Bitcoin’s DeFi TVL reached $5.34 billion with 6.35% dominance, growing 13.4% over 30 days. Its 24-hour DEX volume of $338,516 confirms that capital flows to Bitcoin for yield, not active trading. The BTCFi model centers on collateral use and lending protocols rather than exchange activity.
Hyperliquid has grown into a purpose-built on-chain perpetuals venue. DeFiLlama shows $9.37 billion in 24-hour perpetuals volume and $8.94 billion in open interest.
Its TVL of $1.52 billion understates its true market weight. These metrics confirm that perpetuals now form a self-contained DeFi liquidity center.

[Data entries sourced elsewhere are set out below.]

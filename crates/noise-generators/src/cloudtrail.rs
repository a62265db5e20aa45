//! AWS CloudTrail management events (JSON)

use crate::common::{
    ATTACK_USERS, TemplateTable, USER_AGENTS, USERS, external_ip, hex_id, pick, template_list,
    unknown_template,
};
use crate::fields::{merge, object, render_json};
use chrono::{SecondsFormat, Utc};
use noise_core::{
    ContentGenerator, Event, EventFormat, EventTypeDescriptor, GenerateError, Overrides, Severity,
    TemplateDescriptor,
};
use rand::Rng;
use serde_json::{Value, json};
use uuid::Uuid;

pub const EVENT_TYPE: &str = "aws_cloudtrail";

const TEMPLATES: TemplateTable = &[
    ("console_login", "Console login", "Successful AWS console sign-in"),
    ("console_login_failed", "Failed console login", "Console sign-in rejected for bad credentials"),
    ("assume_role", "AssumeRole", "STS role assumption by a user or service"),
    ("s3_get_object", "S3 GetObject", "Object read from an S3 bucket (data event)"),
    ("iam_create_user", "IAM CreateUser", "New IAM user created"),
];

const REGIONS: &[&str] = &["us-east-1", "us-east-2", "us-west-2", "eu-west-1", "eu-central-1"];
const BUCKETS: &[&str] = &["corp-finance-reports", "app-static-assets", "ml-training-data", "backup-archive-prod"];
const ROLES: &[&str] = &["OrganizationAccountAccessRole", "ReadOnlyAudit", "DeployPipeline", "BreakGlassAdmin"];

pub struct CloudTrailGenerator;

fn account_id<R: Rng + ?Sized>(rng: &mut R) -> String {
    format!("{:012}", rng.random_range(100_000_000_000u64..999_999_999_999))
}

fn iam_user<R: Rng + ?Sized>(rng: &mut R, account: &str, user: &str) -> Value {
    json!({
        "type": "IAMUser",
        "principalId": format!("AIDA{}", hex_id(rng, 16).to_uppercase()),
        "arn": format!("arn:aws:iam::{}:user/{}", account, user),
        "accountId": account,
        "userName": user,
    })
}

impl ContentGenerator for CloudTrailGenerator {
    fn event_type(&self) -> EventTypeDescriptor {
        EventTypeDescriptor {
            id: EVENT_TYPE.to_string(),
            name: "AWS CloudTrail".to_string(),
            category: "cloud".to_string(),
            format: EventFormat::Json,
            description: "CloudTrail management and data events for IAM, STS, S3 and sign-in"
                .to_string(),
        }
    }

    fn templates(&self) -> Vec<TemplateDescriptor> {
        template_list(TEMPLATES)
    }

    fn generate(
        &self,
        template_id: &str,
        overrides: Option<&Overrides>,
    ) -> Result<Event, GenerateError> {
        let mut rng = rand::rng();
        let now = Utc::now();
        let account = account_id(&mut rng);
        let region = pick(&mut rng, REGIONS);
        let user = pick(&mut rng, USERS);
        let source_ip = external_ip(&mut rng);

        let mut fields = object(json!({
            "eventVersion": "1.08",
            "eventTime": now.to_rfc3339_opts(SecondsFormat::Secs, true),
            "awsRegion": region,
            "sourceIPAddress": source_ip,
            "userAgent": pick(&mut rng, USER_AGENTS),
            "eventID": Uuid::new_v4().to_string(),
            "eventType": "AwsApiCall",
            "managementEvent": true,
            "recipientAccountId": account,
        }));

        let severity = match template_id {
            "console_login" => {
                fields.insert("eventSource".into(), json!("signin.amazonaws.com"));
                fields.insert("eventName".into(), json!("ConsoleLogin"));
                fields.insert("eventType".into(), json!("AwsConsoleSignIn"));
                fields.insert("userIdentity".into(), iam_user(&mut rng, &account, user));
                fields.insert("responseElements".into(), json!({"ConsoleLogin": "Success"}));
                let mfa = if rng.random_bool(0.8) { "Yes" } else { "No" };
                fields.insert(
                    "additionalEventData".into(),
                    json!({"MFAUsed": mfa, "MobileVersion": "No"}),
                );
                Severity::Info
            }
            "console_login_failed" => {
                let target = pick(&mut rng, ATTACK_USERS);
                fields.insert("eventSource".into(), json!("signin.amazonaws.com"));
                fields.insert("eventName".into(), json!("ConsoleLogin"));
                fields.insert("eventType".into(), json!("AwsConsoleSignIn"));
                fields.insert("userIdentity".into(), iam_user(&mut rng, &account, target));
                fields.insert("responseElements".into(), json!({"ConsoleLogin": "Failure"}));
                fields.insert("errorMessage".into(), json!("Failed authentication"));
                fields.insert("additionalEventData".into(), json!({"MFAUsed": "No"}));
                Severity::Warn
            }
            "assume_role" => {
                let role = pick(&mut rng, ROLES);
                let session = format!("{}-{}", user, rng.random_range(1000..9999));
                fields.insert("eventSource".into(), json!("sts.amazonaws.com"));
                fields.insert("eventName".into(), json!("AssumeRole"));
                fields.insert("userIdentity".into(), iam_user(&mut rng, &account, user));
                fields.insert(
                    "requestParameters".into(),
                    json!({
                        "roleArn": format!("arn:aws:iam::{}:role/{}", account, role),
                        "roleSessionName": session,
                        "durationSeconds": 3600,
                    }),
                );
                fields.insert(
                    "responseElements".into(),
                    json!({
                        "assumedRoleUser": {
                            "arn": format!("arn:aws:sts::{}:assumed-role/{}/{}", account, role, session),
                        },
                        "credentials": {"accessKeyId": format!("ASIA{}", hex_id(&mut rng, 16).to_uppercase())},
                    }),
                );
                if role == "BreakGlassAdmin" {
                    Severity::Warn
                } else {
                    Severity::Info
                }
            }
            "s3_get_object" => {
                let bucket = pick(&mut rng, BUCKETS);
                let key = format!(
                    "{}/{}/{}.{}",
                    pick(&mut rng, &["exports", "reports", "uploads", "tmp"]),
                    now.format("%Y/%m/%d"),
                    hex_id(&mut rng, 12),
                    pick(&mut rng, &["csv", "json", "parquet", "pdf"])
                );
                fields.insert("eventSource".into(), json!("s3.amazonaws.com"));
                fields.insert("eventName".into(), json!("GetObject"));
                fields.insert("eventCategory".into(), json!("Data"));
                fields.insert("managementEvent".into(), json!(false));
                fields.insert("readOnly".into(), json!(true));
                fields.insert("userIdentity".into(), iam_user(&mut rng, &account, user));
                fields.insert(
                    "requestParameters".into(),
                    json!({"bucketName": bucket, "key": key, "Host": format!("{}.s3.{}.amazonaws.com", bucket, region)}),
                );
                fields.insert(
                    "resources".into(),
                    json!([{"type": "AWS::S3::Object", "ARN": format!("arn:aws:s3:::{}/{}", bucket, key)}]),
                );
                Severity::Info
            }
            "iam_create_user" => {
                let new_user = format!("{}-{}", pick(&mut rng, &["svc", "tmp", "ext", "backup"]), hex_id(&mut rng, 4));
                fields.insert("eventSource".into(), json!("iam.amazonaws.com"));
                fields.insert("eventName".into(), json!("CreateUser"));
                fields.insert("awsRegion".into(), json!("us-east-1"));
                fields.insert("userIdentity".into(), iam_user(&mut rng, &account, user));
                fields.insert("requestParameters".into(), json!({"userName": new_user}));
                fields.insert(
                    "responseElements".into(),
                    json!({
                        "user": {
                            "userName": new_user,
                            "arn": format!("arn:aws:iam::{}:user/{}", account, new_user),
                            "createDate": now.format("%b %e, %Y %l:%M:%S %p").to_string(),
                        }
                    }),
                );
                Severity::Warn
            }
            _ => return Err(unknown_template(EVENT_TYPE, template_id)),
        };
        merge(&mut fields, overrides);

        let mut event = Event::new(EVENT_TYPE, template_id, EventFormat::Json, render_json(fields)?);
        event.timestamp = now;
        event.severity = severity;
        event.host = format!("{}.amazonaws.com", region);
        event.source = "cloudtrail".to_string();
        event.sourcetype = "aws:cloudtrail".to_string();
        Ok(event)
    }
}

#[cfg(test)]
mod tests {
    use super::*;

    fn generate(template: &str) -> Value {
        let event = CloudTrailGenerator.generate(template, None).unwrap();
        serde_json::from_str(&event.raw).unwrap()
    }

    #[test]
    fn test_every_template_has_core_fields() {
        for template in CloudTrailGenerator.templates() {
            let raw = generate(&template.id);
            assert!(raw["eventName"].is_string(), "{}", template.id);
            assert!(raw["eventSource"].is_string());
            assert_eq!(raw["userIdentity"]["type"], "IAMUser");
            assert_eq!(raw["recipientAccountId"].as_str().unwrap().len(), 12);
        }
    }

    #[test]
    fn test_failed_login() {
        let raw = generate("console_login_failed");
        assert_eq!(raw["eventName"], "ConsoleLogin");
        assert_eq!(raw["responseElements"]["ConsoleLogin"], "Failure");
        assert_eq!(raw["errorMessage"], "Failed authentication");
    }

    #[test]
    fn test_assume_role_arns_share_account() {
        let raw = generate("assume_role");
        let account = raw["recipientAccountId"].as_str().unwrap();
        let role_arn = raw["requestParameters"]["roleArn"].as_str().unwrap();
        assert!(role_arn.starts_with(&format!("arn:aws:iam::{}:role/", account)));
    }

    #[test]
    fn test_nested_override_replaces_identity() {
        let overrides = object(json!({"userIdentity": {"type": "Root"}, "awsRegion": "ap-south-1"}));
        let event = CloudTrailGenerator.generate("iam_create_user", Some(&overrides)).unwrap();
        let raw: Value = serde_json::from_str(&event.raw).unwrap();
        assert_eq!(raw["userIdentity"], json!({"type": "Root"}));
        assert_eq!(raw["awsRegion"], "ap-south-1");
        assert_eq!(event.severity, Severity::Warn);
    }
}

Ethereum’s Remaining Strengths and the Path Forward
Ethereum’s absolute position remains strong across key DeFi metrics. DeFiLlama records $45.4 billion in TVL and $165.5 billion in stablecoins.
The chain hosts blue-chip lending protocols and the deepest stablecoin pools in the market. Institutional integrations continue to place Ethereum as the core balance sheet for DeFi.
Base adds nuance here, operating within the Ethereum technology stack. Coinbase built Base as an L2 on the OP Stack, available in over 140 countries.
Activity on Base still settles within Ethereum’s security model. DeFiLlama puts Base at $4.58 billion in TVL and $854.97 million in 24-hour DEX volume.
Two scenarios project Ethereum’s DeFi TVL share by end-2026. In the recovery path, share climbs to 55%–58% as stablecoin and lending growth outpaces specialist chains.
Ethereum’s $165.5 billion stablecoin base and lending depth support this outcome. Institutional tokenization further reinforces capital concentration on Ethereum.
In the compression scenario, Ethereum’s DeFi TVL share falls toward 46%–50% by end-2026. This occurs if Binance deepens integration, BTCFi grows further, and Hyperliquid maintains its perpetuals lead.
Ethereum would then serve as DeFi’s settlement layer while user activity shifts to specialized venues. Its stablecoin depth and institutional role keep it central regardless.